For instance, sales people live and die in their email clients. One really useful feature for them is read tracking. You send an email to a prospect, that person quickly follows up saying they are not interested, but 3 months later, they reopen that same email, you get a live read notification, you instantly take your phone and follow up. You win.

After we launched Missive in 2015, requests for a read tracking feature quickly started to pile up.

We built it.

Reliability

When you advertise read tracking ability, the majority of users don't think about the intrinsic aspect of it, how it works and how unreliable it can be. They expect it to work all the time.

Behind the scenes, read tracking works by checking if an image in the sent email has been requested on a server. Each recipient receives a different version of the email with a unique transparent image. Each time one of those images is requested, the server matches it to a recipient and notifies the sender.

But… false positives and false negatives are very common:

  • The recipient may read an email without triggering a read receipt if the images were blocked/not downloaded. Many email clients have built counter-measures to block them by default, rendering them less and less accurate.

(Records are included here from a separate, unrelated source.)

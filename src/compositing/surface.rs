//! Drawing-surface capability and shared error type.
//!
//! The [`DrawingSurface`] trait is the minimal set of canvas operations the
//! compositor needs: draw an image at the origin, set a text style, measure
//! text, stroke/fill text at a position, and encode the result. A
//! [`RenderBackend`] hands out surfaces of a requested size.
//!
//! The production implementation is
//! [`RasterBackend`](super::raster_surface::RasterBackend), software rendering on `image` +
//! `imageproc` + `ab_glyph`. Anything that can do the six
//! operations (a GPU canvas, a headless browser) can stand in.

use super::style::TextStyle;
use image::DynamicImage;
use std::path::PathBuf;
use thiserror::Error;

#[derive(Error, Debug)]
pub enum RenderError {
    #[error("Cannot allocate a {width}x{height} drawing surface")]
    SurfaceAllocation { width: u32, height: u32 },
    #[error("No usable font found (searched: {searched})")]
    FontUnavailable { searched: String },
    #[error("Failed to load font {}: {reason}", path.display())]
    FontLoad { path: PathBuf, reason: String },
    #[error("PNG encode failed: {0}")]
    Encode(String),
}

/// Canvas-like drawing target.
///
/// Text calls interpret `x` according to the active style's
/// [`TextAlign`](super::style::TextAlign) and `y` as the alphabetic baseline.
pub trait DrawingSurface {
    fn width(&self) -> u32;

    fn height(&self) -> u32;

    /// Copy `image` onto the surface at (0, 0), unscaled.
    fn draw_image(&mut self, image: &DynamicImage);

    /// Activate a text style. Fails if no font can back it.
    fn set_style(&mut self, style: &TextStyle) -> Result<(), RenderError>;

    /// Advance width of `text` in pixels under the active style.
    fn measure_text(&self, text: &str) -> f32;

    /// Draw the outline of `text`.
    fn stroke_text(&mut self, text: &str, x: f32, y: f32);

    /// Draw the body of `text`.
    fn fill_text(&mut self, text: &str, x: f32, y: f32);

    /// Encode the current pixels as PNG.
    fn encode_png(&self) -> Result<Vec<u8>, RenderError>;
}

/// Factory for drawing surfaces.
pub trait RenderBackend {
    type Surface: DrawingSurface;

    /// Allocate a surface of exactly `width × height`.
    fn allocate(&self, width: u32, height: u32) -> Result<Self::Surface, RenderError>;
}

#[cfg(test)]
pub mod tests {
    use super::*;
    use image::GenericImageView;
    use std::sync::{Arc, Mutex};

    /// Mock backend whose surfaces record every call instead of drawing.
    ///
    /// Text is measured at a fixed `advance` pixels per character. All
    /// surfaces share one operation log so tests can inspect it after the
    /// surface has been consumed.
    pub struct MockBackend {
        pub advance: f32,
        pub fail_style: bool,
        pub operations: Arc<Mutex<Vec<RecordedOp>>>,
    }

    #[derive(Debug, Clone, PartialEq)]
    pub enum RecordedOp {
        Allocate { width: u32, height: u32 },
        DrawImage { width: u32, height: u32 },
        SetStyle { font_size: f32, stroke_width: f32 },
        Stroke { text: String, x: f32, y: f32 },
        Fill { text: String, x: f32, y: f32 },
        Encode,
    }

    pub struct MockSurface {
        width: u32,
        height: u32,
        advance: f32,
        fail_style: bool,
        operations: Arc<Mutex<Vec<RecordedOp>>>,
    }

    impl MockBackend {
        pub fn new(advance: f32) -> Self {
            Self {
                advance,
                fail_style: false,
                operations: Arc::new(Mutex::new(Vec::new())),
            }
        }

        /// A backend whose surfaces have no font to offer.
        pub fn without_font() -> Self {
            Self {
                fail_style: true,
                ..Self::new(10.0)
            }
        }

        pub fn get_operations(&self) -> Vec<RecordedOp> {
            self.operations.lock().unwrap().clone()
        }

        /// Text passed to stroke and fill calls, in call order.
        pub fn drawn_text(&self) -> Vec<RecordedOp> {
            self.get_operations()
                .into_iter()
                .filter(|op| matches!(op, RecordedOp::Stroke { .. } | RecordedOp::Fill { .. }))
                .collect()
        }
    }

    impl RenderBackend for MockBackend {
        type Surface = MockSurface;

        fn allocate(&self, width: u32, height: u32) -> Result<MockSurface, RenderError> {
            if width == 0 || height == 0 {
                return Err(RenderError::SurfaceAllocation { width, height });
            }
            self.operations
                .lock()
                .unwrap()
                .push(RecordedOp::Allocate { width, height });
            Ok(MockSurface {
                width,
                height,
                advance: self.advance,
                fail_style: self.fail_style,
                operations: Arc::clone(&self.operations),
            })
        }
    }

    impl MockSurface {
        fn record(&self, op: RecordedOp) {
            self.operations.lock().unwrap().push(op);
        }
    }

    impl DrawingSurface for MockSurface {
        fn width(&self) -> u32 {
            self.width
        }

        fn height(&self) -> u32 {
            self.height
        }

        fn draw_image(&mut self, image: &DynamicImage) {
            let (width, height) = image.dimensions();
            self.record(RecordedOp::DrawImage { width, height });
        }

        fn set_style(&mut self, style: &TextStyle) -> Result<(), RenderError> {
            if self.fail_style {
                return Err(RenderError::FontUnavailable {
                    searched: "mock".into(),
                });
            }
            self.record(RecordedOp::SetStyle {
                font_size: style.font_size,
                stroke_width: style.stroke_width,
            });
            Ok(())
        }

        fn measure_text(&self, text: &str) -> f32 {
            text.chars().count() as f32 * self.advance
        }

        fn stroke_text(&mut self, text: &str, x: f32, y: f32) {
            self.record(RecordedOp::Stroke {
                text: text.to_string(),
                x,
                y,
            });
        }

        fn fill_text(&mut self, text: &str, x: f32, y: f32) {
            self.record(RecordedOp::Fill {
                text: text.to_string(),
                x,
                y,
            });
        }

        fn encode_png(&self) -> Result<Vec<u8>, RenderError> {
            self.record(RecordedOp::Encode);
            Ok(b"mock-png".to_vec())
        }
    }

    #[test]
    fn mock_rejects_zero_sized_surface() {
        let backend = MockBackend::new(10.0);
        let result = backend.allocate(0, 100);
        assert!(matches!(
            result,
            Err(RenderError::SurfaceAllocation {
                width: 0,
                height: 100
            })
        ));
        assert!(backend.get_operations().is_empty());
    }

    #[test]
    fn mock_measures_fixed_advance() {
        let backend = MockBackend::new(12.0);
        let surface = backend.allocate(100, 100).unwrap();
        assert_eq!(surface.measure_text("ABC"), 36.0);
        assert_eq!(surface.measure_text(""), 0.0);
    }

    #[test]
    fn mock_records_in_call_order() {
        let backend = MockBackend::new(10.0);
        let mut surface = backend.allocate(200, 100).unwrap();
        surface.stroke_text("HI", 100.0, 50.0);
        surface.fill_text("HI", 100.0, 50.0);

        let ops = backend.get_operations();
        assert_eq!(ops.len(), 3);
        assert!(matches!(&ops[1], RecordedOp::Stroke { text, .. } if text == "HI"));
        assert!(matches!(&ops[2], RecordedOp::Fill { text, .. } if text == "HI"));
    }

    #[test]
    fn render_error_messages_name_the_problem() {
        let err = RenderError::SurfaceAllocation {
            width: 0,
            height: 10,
        };
        assert_eq!(err.to_string(), "Cannot allocate a 0x10 drawing surface");
    }
}
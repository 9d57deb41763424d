//! Session state: the current image, its caption, and request bookkeeping.
//!
//! A [`Session`] owns everything the tool knows at a given moment. It moves
//! through three observable states:
//!
//! ```text
//! empty ──load──▶ image + caption request ──result──▶ image + caption
//!   ▲                     │  ▲                              │
//!   └───────reset─────────┘  └──────────regenerate──────────┘
//! ```
//!
//! ## Last writer wins
//!
//! Every caption request takes a [`RequestTicket`] stamped with the session
//! generation. Loading, regenerating, and resetting all advance the
//! generation, so a result that arrives for an older ticket is dropped
//! instead of overwriting something newer.
//!
//! ## Failure policy
//!
//! A failed request never surfaces as an error from the session. The first
//! request for an image that fails leaves the placeholder caption in the
//! slot. A failed *regenerate* keeps a caption that was already generated
//! and reports the failure through [`CaptionOutcome::Preserved`].

use crate::captioning::{CaptionProvider, PLACEHOLDER_CAPTION, ProviderError};
use crate::compositing::{RenderBackend, RenderError, RenderOptions, compose};
use crate::download::{self, DownloadError};
use crate::source::{self, InputError, LoadedImage};
use std::path::{Path, PathBuf};
use std::sync::Arc;
use thiserror::Error;

#[derive(Error, Debug)]
pub enum SessionError {
    #[error("No image loaded")]
    NoImage,
    #[error("A caption request is still in flight")]
    RequestInFlight,
    #[error(transparent)]
    Input(#[from] InputError),
    #[error(transparent)]
    Render(#[from] RenderError),
    #[error(transparent)]
    Download(#[from] DownloadError),
}

/// What the caption slot currently holds.
#[derive(Debug, Clone, PartialEq, Eq, Default)]
pub enum CaptionSlot {
    /// No caption yet (nothing loaded, or a request is pending).
    #[default]
    Empty,
    /// A caption returned by the provider.
    Generated(String),
    /// Requests failed; [`PLACEHOLDER_CAPTION`] is shown.
    Placeholder,
}

impl CaptionSlot {
    /// Text a user would see, if any.
    pub fn text(&self) -> Option<&str> {
        match self {
            CaptionSlot::Empty => None,
            CaptionSlot::Generated(caption) => Some(caption),
            CaptionSlot::Placeholder => Some(PLACEHOLDER_CAPTION),
        }
    }

    pub fn is_generated(&self) -> bool {
        matches!(self, CaptionSlot::Generated(_))
    }
}

/// Proof of having started a caption request at a given generation.
#[derive(Debug, Clone, Copy, PartialEq, Eq)]
pub struct RequestTicket {
    generation: u64,
}

impl RequestTicket {
    pub fn generation(&self) -> u64 {
        self.generation
    }
}

/// How a caption result was applied.
#[derive(Debug, Clone, PartialEq, Eq)]
pub enum CaptionOutcome {
    /// The new caption is now in the slot.
    Applied,
    /// The request failed and the placeholder is shown.
    Recovered { error: String },
    /// The request failed; the previous caption was kept.
    Preserved { error: String },
    /// A newer request or a reset superseded this one; nothing changed.
    Stale,
}

#[derive(Debug, Default)]
pub struct Session {
    image: Option<Arc<LoadedImage>>,
    caption: CaptionSlot,
    generation: u64,
    in_flight: bool,
}

impl Session {
    pub fn new() -> Self {
        Self::default()
    }

    pub fn image(&self) -> Option<&LoadedImage> {
        self.image.as_deref()
    }

    pub fn caption(&self) -> &CaptionSlot {
        &self.caption
    }

    pub fn generation(&self) -> u64 {
        self.generation
    }

    pub fn is_in_flight(&self) -> bool {
        self.in_flight
    }

    /// Load `path`, replace the current image, and request a caption.
    ///
    /// An unreadable or non-image file leaves the session untouched.
    pub async fn load(
        &mut self,
        path: &Path,
        provider: &dyn CaptionProvider,
    ) -> Result<CaptionOutcome, SessionError> {
        let image = source::load(path).await?;
        self.replace_image(image);
        self.regenerate(provider).await
    }

    /// Swap in a new image and clear its caption. Requests issued for the
    /// old image become stale.
    pub fn replace_image(&mut self, image: LoadedImage) {
        self.image = Some(Arc::new(image));
        self.caption = CaptionSlot::Empty;
        self.generation += 1;
        self.in_flight = false;
    }

    /// Request a fresh caption for the current image.
    pub async fn regenerate(
        &mut self,
        provider: &dyn CaptionProvider,
    ) -> Result<CaptionOutcome, SessionError> {
        let image = self.image.clone().ok_or(SessionError::NoImage)?;
        let ticket = self.begin_request();
        let result = provider
            .request_caption(&image.bytes, &image.media_type)
            .await;
        Ok(self.apply_caption(ticket, result))
    }

    /// Start a request: advance the generation and mark it in flight.
    pub fn begin_request(&mut self) -> RequestTicket {
        self.generation += 1;
        self.in_flight = true;
        RequestTicket {
            generation: self.generation,
        }
    }

    /// Commit a request result if `ticket` is still the latest one.
    pub fn apply_caption(
        &mut self,
        ticket: RequestTicket,
        result: Result<String, ProviderError>,
    ) -> CaptionOutcome {
        if ticket.generation != self.generation {
            tracing::debug!(
                ticket = ticket.generation,
                current = self.generation,
                "dropping stale caption result"
            );
            return CaptionOutcome::Stale;
        }
        self.in_flight = false;

        match result {
            Ok(caption) => {
                tracing::debug!(%caption, "caption applied");
                self.caption = CaptionSlot::Generated(caption);
                CaptionOutcome::Applied
            }
            Err(e) => {
                tracing::error!(error = %e, "caption request failed");
                let error = e.to_string();
                if self.caption.is_generated() {
                    CaptionOutcome::Preserved { error }
                } else {
                    self.caption = CaptionSlot::Placeholder;
                    CaptionOutcome::Recovered { error }
                }
            }
        }
    }

    /// Burn the current caption into the current image and return PNG bytes.
    pub fn render<B: RenderBackend>(
        &self,
        backend: &B,
        options: &RenderOptions,
    ) -> Result<Vec<u8>, SessionError> {
        if self.in_flight {
            return Err(SessionError::RequestInFlight);
        }
        let image = self.image.as_ref().ok_or(SessionError::NoImage)?;
        let caption = self.caption.text().unwrap_or_default();
        Ok(compose(backend, &image.raster, caption, options)?)
    }

    /// Render and save into `dir`, never overwriting an existing file.
    pub fn export<B: RenderBackend>(
        &self,
        backend: &B,
        options: &RenderOptions,
        dir: &Path,
        file_name: &str,
    ) -> Result<PathBuf, SessionError> {
        let png = self.render(backend, options)?;
        Ok(download::save(&png, dir, file_name)?)
    }

    /// Forget the image and caption. Any request in flight becomes stale.
    pub fn reset(&mut self) {
        self.image = None;
        self.caption = CaptionSlot::Empty;
        self.generation += 1;
        self.in_flight = false;
    }
}
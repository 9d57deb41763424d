//! Anthropic Messages API caption provider.
//!
//! One request per caption: a single `user` message carrying the image as an
//! inline base64 part followed by [`CAPTION_PROMPT`]. The caption is the
//! `text` of the first content block in the reply.

use super::media_type::normalize_media_type;
use super::provider::{CAPTION_PROMPT, CaptionProvider, ProviderError};
use crate::config::ProviderConfig;
use async_trait::async_trait;
use base64::Engine as _;
use base64::engine::general_purpose::STANDARD;
use reqwest::Client;
use serde::{Deserialize, Serialize};
use std::time::Duration;

const ANTHROPIC_VERSION: &str = "2023-06-01";

#[derive(Debug, Serialize)]
struct MessagesRequest<'a> {
    model: &'a str,
    max_tokens: u32,
    messages: Vec<RequestMessage<'a>>,
}

#[derive(Debug, Serialize)]
struct RequestMessage<'a> {
    role: &'static str,
    content: Vec<RequestPart<'a>>,
}

#[derive(Debug, Serialize)]
#[serde(tag = "type", rename_all = "snake_case")]
enum RequestPart<'a> {
    Image { source: InlineImage<'a> },
    Text { text: &'a str },
}

#[derive(Debug, Serialize)]
struct InlineImage<'a> {
    #[serde(rename = "type")]
    source_type: &'static str,
    media_type: &'a str,
    data: String,
}

#[derive(Debug, Deserialize)]
struct MessagesResponse {
    content: Option<Vec<ResponseBlock>>,
}

#[derive(Debug, Deserialize)]
struct ResponseBlock {
    text: Option<String>,
}

#[derive(Debug, Deserialize)]
struct ApiErrorResponse {
    error: ApiErrorDetail,
}

#[derive(Debug, Deserialize)]
struct ApiErrorDetail {
    #[serde(rename = "type")]
    error_type: String,
    message: String,
}

/// Caption provider backed by the Anthropic Messages API.
pub struct AnthropicProvider {
    client: Client,
    settings: ProviderConfig,
    api_key: Option<String>,
}

impl AnthropicProvider {
    /// Build a provider with an explicit key. A `None` key is only reported
    /// when a request is attempted.
    pub fn new(settings: ProviderConfig, api_key: Option<String>) -> Result<Self, ProviderError> {
        let client = Client::builder()
            .timeout(Duration::from_secs(settings.timeout_secs))
            .build()
            .map_err(|e| ProviderError::Client(e.to_string()))?;
        Ok(Self {
            client,
            settings,
            api_key,
        })
    }

    /// Build a provider reading the key from the environment variable named
    /// by `settings.api_key_env`.
    pub fn from_env(settings: ProviderConfig) -> Result<Self, ProviderError> {
        let api_key = std::env::var(&settings.api_key_env)
            .ok()
            .filter(|key| !key.trim().is_empty());
        Self::new(settings, api_key)
    }

    fn endpoint(&self) -> String {
        format!("{}/messages", self.settings.api_url.trim_end_matches('/'))
    }

    fn request_body<'a>(&'a self, image_bytes: &[u8], media_type: &'a str) -> MessagesRequest<'a> {
        MessagesRequest {
            model: &self.settings.model,
            max_tokens: self.settings.max_tokens,
            messages: vec![RequestMessage {
                role: "user",
                content: vec![
                    RequestPart::Image {
                        source: InlineImage {
                            source_type: "base64",
                            media_type,
                            data: STANDARD.encode(image_bytes),
                        },
                    },
                    RequestPart::Text {
                        text: CAPTION_PROMPT,
                    },
                ],
            }],
        }
    }
}

/// Pull the caption out of a successful Messages API response body.
pub fn parse_caption(body: &str) -> Result<String, ProviderError> {
    let response: MessagesResponse = serde_json::from_str(body)
        .map_err(|e| ProviderError::Malformed(format!("invalid JSON: {e}")))?;
    let first = response
        .content
        .ok_or_else(|| ProviderError::Malformed("missing content array".into()))?
        .into_iter()
        .next()
        .ok_or_else(|| ProviderError::Malformed("empty content array".into()))?;
    let text = first
        .text
        .ok_or_else(|| ProviderError::Malformed("first content block has no text".into()))?;
    let caption = text.trim();
    if caption.is_empty() {
        return Err(ProviderError::Malformed("caption text is blank".into()));
    }
    Ok(caption.to_string())
}

/// Turn a non-success response into an error, keeping the API's own message
/// when the body has one.
fn parse_error(status: reqwest::StatusCode, body: &str) -> ProviderError {
    let message = match serde_json::from_str::<ApiErrorResponse>(body) {
        Ok(parsed) => format!("{} ({})", parsed.error.message, parsed.error.error_type),
        Err(_) if body.trim().is_empty() => status
            .canonical_reason()
            .unwrap_or("no response body")
            .to_string(),
        Err(_) => body.trim().to_string(),
    };
    ProviderError::Status {
        status: status.as_u16(),
        message,
    }
}

#[async_trait]
impl CaptionProvider for AnthropicProvider {
    async fn request_caption(
        &self,
        image_bytes: &[u8],
        media_type_hint: &str,
    ) -> Result<String, ProviderError> {
        let api_key = self
            .api_key
            .as_deref()
            .ok_or_else(|| ProviderError::MissingApiKey(self.settings.api_key_env.clone()))?;
        let media_type = normalize_media_type(media_type_hint);
        let body = self.request_body(image_bytes, media_type);

        tracing::debug!(
            model = %self.settings.model,
            media_type,
            bytes = image_bytes.len(),
            "requesting caption"
        );
        let response = self
            .client
            .post(self.endpoint())
            .header("x-api-key", api_key)
            .header("anthropic-version", ANTHROPIC_VERSION)
            .json(&body)
            .send()
            .await?;

        let status = response.status();
        let text = response.text().await?;
        if !status.is_success() {
            return Err(parse_error(status, &text));
        }
        parse_caption(&text)
    }
}
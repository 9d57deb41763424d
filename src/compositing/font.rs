//! Font discovery and loading.
//!
//! Meme captions want Impact. It is rarely installed outside Windows and
//! macOS, so resolution walks an ordered preference list and then falls back
//! to any sans face on the system:
//!
//! 1. The `[render] font_path` from config, if set. A configured path that
//!    fails to load is an error, not a silent fallback.
//! 2. The first [`PREFERRED_FACES`] entry found under the system font
//!    directories (bold display faces first, then regular sans faces).
//! 3. Any `*.ttf`/`*.otf`/`*.ttc` whose name contains "sans", bold first.
//! 4. Any font file at all.

use super::surface::RenderError;
use ab_glyph::FontVec;
use std::path::{Path, PathBuf};
use std::sync::LazyLock;
use walkdir::WalkDir;

/// Preferred font files, matched case-insensitively by file name.
///
/// The flag records whether the face is already bold; non-bold faces get a
/// synthetic emboldening pass when drawn.
pub const PREFERRED_FACES: &[(&str, bool)] = &[
    ("impact.ttf", true),
    ("anton-regular.ttf", true),
    ("bebasneue-regular.ttf", true),
    ("dejavusans-bold.ttf", true),
    ("liberationsans-bold.ttf", true),
    ("arial bold.ttf", true),
    ("arialbd.ttf", true),
    ("freesansbold.ttf", true),
    ("notosans-bold.ttf", true),
    ("dejavusans.ttf", false),
    ("liberationsans-regular.ttf", false),
    ("arial.ttf", false),
    ("freesans.ttf", false),
    ("notosans-regular.ttf", false),
];

const FONT_EXTENSIONS: &[&str] = &["ttf", "otf", "ttc"];

fn font_dirs() -> Vec<PathBuf> {
    let mut dirs: Vec<PathBuf> = [
        "/usr/share/fonts",
        "/usr/local/share/fonts",
        "/Library/Fonts",
        "/System/Library/Fonts",
        "C:\\Windows\\Fonts",
    ]
    .iter()
    .map(PathBuf::from)
    .collect();
    if let Some(home) = std::env::var_os("HOME") {
        let home = PathBuf::from(home);
        dirs.push(home.join(".fonts"));
        dirs.push(home.join(".local/share/fonts"));
        dirs.push(home.join("Library/Fonts"));
    }
    dirs
}

fn is_font_file(path: &Path) -> bool {
    path.extension()
        .and_then(|e| e.to_str())
        .is_some_and(|e| FONT_EXTENSIONS.iter().any(|f| e.eq_ignore_ascii_case(f)))
}

/// Every font file under the system font directories, sorted for a stable
/// fallback order. Scanned once per process.
static SYSTEM_FONTS: LazyLock<Vec<PathBuf>> = LazyLock::new(|| {
    let mut fonts: Vec<PathBuf> = font_dirs()
        .into_iter()
        .filter(|dir| dir.is_dir())
        .flat_map(|dir| {
            WalkDir::new(dir)
                .follow_links(true)
                .into_iter()
                .filter_map(|entry| entry.ok())
                .filter(|entry| entry.file_type().is_file())
                .map(|entry| entry.into_path())
                .filter(|path| is_font_file(path))
                .collect::<Vec<_>>()
        })
        .collect();
    fonts.sort();
    tracing::debug!(count = fonts.len(), "indexed system fonts");
    fonts
});

/// All font files found on this machine.
pub fn system_fonts() -> &'static [PathBuf] {
    &SYSTEM_FONTS
}

fn file_name_lower(path: &Path) -> String {
    path.file_name()
        .map(|n| n.to_string_lossy().to_lowercase())
        .unwrap_or_default()
}

/// Pick the best candidate from `available`, returning the path and whether
/// the face is bold.
pub fn pick_font(available: &[PathBuf]) -> Option<(PathBuf, bool)> {
    for (name, bold) in PREFERRED_FACES {
        if let Some(path) = available.iter().find(|p| file_name_lower(p) == *name) {
            return Some((path.clone(), *bold));
        }
    }

    let sans: Vec<&PathBuf> = available
        .iter()
        .filter(|p| file_name_lower(p).contains("sans"))
        .collect();
    if let Some(path) = sans.iter().find(|p| file_name_lower(p).contains("bold")) {
        return Some(((*path).clone(), true));
    }
    if let Some(path) = sans.first() {
        return Some(((*path).clone(), false));
    }

    available.first().map(|p| {
        let bold = file_name_lower(p).contains("bold");
        (p.clone(), bold)
    })
}

/// A font ready for rasterization.
pub struct ResolvedFont {
    pub path: PathBuf,
    pub font: FontVec,
    pub bold: bool,
}

impl std::fmt::Debug for ResolvedFont {
    fn fmt(&self, f: &mut std::fmt::Formatter<'_>) -> std::fmt::Result {
        f.debug_struct("ResolvedFont")
            .field("path", &self.path)
            .field("bold", &self.bold)
            .finish()
    }
}

/// Read and parse a font file.
pub fn load_font(path: &Path, bold: bool) -> Result<ResolvedFont, RenderError> {
    let bytes = std::fs::read(path).map_err(|e| RenderError::FontLoad {
        path: path.to_path_buf(),
        reason: e.to_string(),
    })?;
    let font = FontVec::try_from_vec(bytes).map_err(|e| RenderError::FontLoad {
        path: path.to_path_buf(),
        reason: e.to_string(),
    })?;
    Ok(ResolvedFont {
        path: path.to_path_buf(),
        font,
        bold,
    })
}

/// Resolve the caption font: configured path first, then system discovery.
pub fn resolve_font(configured: Option<&Path>) -> Result<ResolvedFont, RenderError> {
    if let Some(path) = configured {
        // Whatever the user pointed at is used as-is; assume they chose the weight.
        return load_font(path, true);
    }

    let (path, bold) = pick_font(system_fonts()).ok_or_else(|| RenderError::FontUnavailable {
        searched: font_dirs()
            .iter()
            .map(|d| d.display().to_string())
            .collect::<Vec<_>>()
            .join(", "),
    })?;
    tracing::debug!(path = %path.display(), bold, "resolved caption font");
    load_font(&path, bold)
}

#[cfg(test)]
mod tests {
    use super::*;

    fn paths(names: &[&str]) -> Vec<PathBuf> {
        names
            .iter()
            .map(|n| PathBuf::from("/fonts").join(n))
            .collect()
    }

    #[test]
    fn impact_wins_over_everything() {
        let available = paths(&["DejaVuSans-Bold.ttf", "Impact.ttf", "Arial.ttf"]);
        let (path, bold) = pick_font(&available).unwrap();
        assert_eq!(path, PathBuf::from("/fonts/Impact.ttf"));
        assert!(bold);
    }

    #[test]
    fn bold_sans_beats_regular_sans() {
        let available = paths(&["DejaVuSans.ttf", "DejaVuSans-Bold.ttf"]);
        let (path, bold) = pick_font(&available).unwrap();
        assert_eq!(path, PathBuf::from("/fonts/DejaVuSans-Bold.ttf"));
        assert!(bold);
    }

    #[test]
    fn regular_preferred_face_is_marked_not_bold() {
        let available = paths(&["LiberationSans-Regular.ttf", "Comic.ttf"]);
        let (path, bold) = pick_font(&available).unwrap();
        assert_eq!(path, PathBuf::from("/fonts/LiberationSans-Regular.ttf"));
        assert!(!bold);
    }

    #[test]
    fn falls_back_to_any_sans_face() {
        let available = paths(&["Serif.ttf", "UbuntuSans-Medium.ttf", "OpenSans-Bold.ttf"]);
        let (path, bold) = pick_font(&available).unwrap();
        assert_eq!(path, PathBuf::from("/fonts/OpenSans-Bold.ttf"));
        assert!(bold);
    }

    #[test]
    fn falls_back_to_first_font_of_any_kind() {
        let available = paths(&["Garamond.otf", "Zapf.ttf"]);
        let (path, bold) = pick_font(&available).unwrap();
        assert_eq!(path, PathBuf::from("/fonts/Garamond.otf"));
        assert!(!bold);
    }

    #[test]
    fn nothing_available_picks_nothing() {
        assert!(pick_font(&[]).is_none());
    }

    #[test]
    fn only_font_extensions_are_indexed() {
        assert!(is_font_file(Path::new("/a/Impact.TTF")));
        assert!(is_font_file(Path::new("/a/x.otf")));
        assert!(is_font_file(Path::new("/a/x.ttc")));
        assert!(!is_font_file(Path::new("/a/fonts.dir")));
        assert!(!is_font_file(Path::new("/a/README")));
    }

    #[test]
    fn configured_missing_font_is_a_load_error() {
        let result = resolve_font(Some(Path::new("/nonexistent/Impact.ttf")));
        assert!(matches!(result, Err(RenderError::FontLoad { .. })));
    }

    #[test]
    fn configured_non_font_file_is_a_load_error() {
        let tmp = tempfile::TempDir::new().unwrap();
        let path = tmp.path().join("not-a-font.ttf");
        std::fs::write(&path, b"definitely not sfnt").unwrap();
        let result = resolve_font(Some(&path));
        assert!(matches!(result, Err(RenderError::FontLoad { .. })));
    }
}
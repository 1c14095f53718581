// cloudnotes server - profile mirror and shared-note endpoints

use std::sync::Arc;

use tracing_subscriber::{layer::SubscriberExt, util::SubscriberInitExt};

use cloudnotes::config::AppConfig;
use cloudnotes::database::{create_pool, UserRepository};
use cloudnotes::server::{router, AppState};
use cloudnotes::services::SharesService;
use cloudnotes::store::{DocumentStore, MemoryStore};

#[tokio::main]
async fn main() -> anyhow::Result<()> {
    // Initialize logging
    tracing_subscriber::registry()
        .with(
            tracing_subscriber::EnvFilter::try_from_default_env()
                .unwrap_or_else(|_| "cloudnotes=debug,info".into()),
        )
        .with(tracing_subscriber::fmt::layer())
        .init();

    tracing::info!("Starting cloudnotes server");

    let config = AppConfig::from_env();

    let pool = create_pool(&config.database_path).await?;
    let users = UserRepository::new(pool);

    // The document store is an external capability; the in-memory
    // implementation backs local development.
    let store: Arc<dyn DocumentStore> = Arc::new(MemoryStore::new());
    let shares = Arc::new(SharesService::new(store, &config.public_origin));

    let app = router(AppState { users, shares });

    let listener = tokio::net::TcpListener::bind(&config.bind_addr).await?;
    tracing::info!("Listening on {}", config.bind_addr);

    axum::serve(listener, app).await?;

    Ok(())
}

  • The recipient may not read the email and still trigger a read receipt if the email server downloaded and cached the image in advance. A lot of web-based email clients will do this.

When a user expects read tracking to be a source of truth, those false positives/negatives can cause weird situations.

There is no way to make this more reliable. All apps offering read tracking ability without explicitly mentioning to their users that it sucks, are doing false advertisement.

Now, a lot of educated users know the pitfalls of the technology, and use it with a grain of salt. From our support experience however, those are the minority.

The abuses

With a minimal amount of creativity, it’s easy to come up with scenarios where people can misuse read tracking.

Let’s say you received a love letter (email) from a colleague, you are quite moved and touched by it, but feel it’s inappropriate and decide to not reply. But the words haunt you and you go back and read them again and again.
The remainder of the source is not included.